◆ **What needs to be done**
From the records below, set down exactly the lines starting with the line that contains "use shared::domain::StepNumber;" and going on through the line that contains "to read step". Nothing else is wanted.

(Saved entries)
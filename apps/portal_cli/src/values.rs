//! Per-step answers for the `wizard` command, read from a TOML file:
//!
//! ```toml
//! [step2]
//! department = "Physics"
//! designation = "Professor"
//! ```

use std::{collections::BTreeMap, fs, path::Path};

use anyhow::{anyhow, Context, Result};
use shared::domain::StepNumber;

pub type StepValues = BTreeMap<StepNumber, BTreeMap<String, String>>;

pub fn load_step_values(path: &Path) -> Result<StepValues> {
    let raw = fs::read_to_string(path)
        .with_context(|| format!("failed to read step values '{}'", path.display()))?;
    parse_step_values(&raw).with_context(|| format!("invalid step values '{}'", path.display()))
}

pub fn parse_step_values(raw: &str) -> Result<StepValues> {
    let tables: BTreeMap<String, BTreeMap<String, toml::Value>> = toml::from_str(raw)?;
    let mut values = StepValues::new();

    for (key, fields) in tables {
        let step = parse_step_key(&key)?;
        let entry = values.entry(step).or_default();
        for (name, value) in fields {
            let text = match value {
                toml::Value::String(text) => text,
                toml::Value::Integer(_)
                | toml::Value::Float(_)
                | toml::Value::Boolean(_)
                | toml::Value::Datetime(_) => value.to_string(),
                toml::Value::Array(_) | toml::Value::Table(_) => {
                    return Err(anyhow!("[{key}] {name}: nested values are not supported"));
                }
            };
            entry.insert(name, text);
        }
    }

    Ok(values)
}

fn parse_step_key(key: &str) -> Result<StepNumber> {
    let digits = key.strip_prefix("step").unwrap_or(key);
    match digits.parse::<u32>() {
        Ok(step) if step >= 1 => Ok(StepNumber(step)),
        _ => Err(anyhow!(
            "table [{key}] must be named step<N> with N starting at 1"
        )),
    }
}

◆ **Output for this exercise**
use shared::domain::StepNumber;

pub type StepValues = BTreeMap<StepNumber, BTreeMap<String, String>>;

pub fn load_step_values(path: &Path) -> Result<StepValues> {
    let raw = fs::read_to_string(path)
        .with_context(|| format!("failed to read step values '{}'", path.display()))?;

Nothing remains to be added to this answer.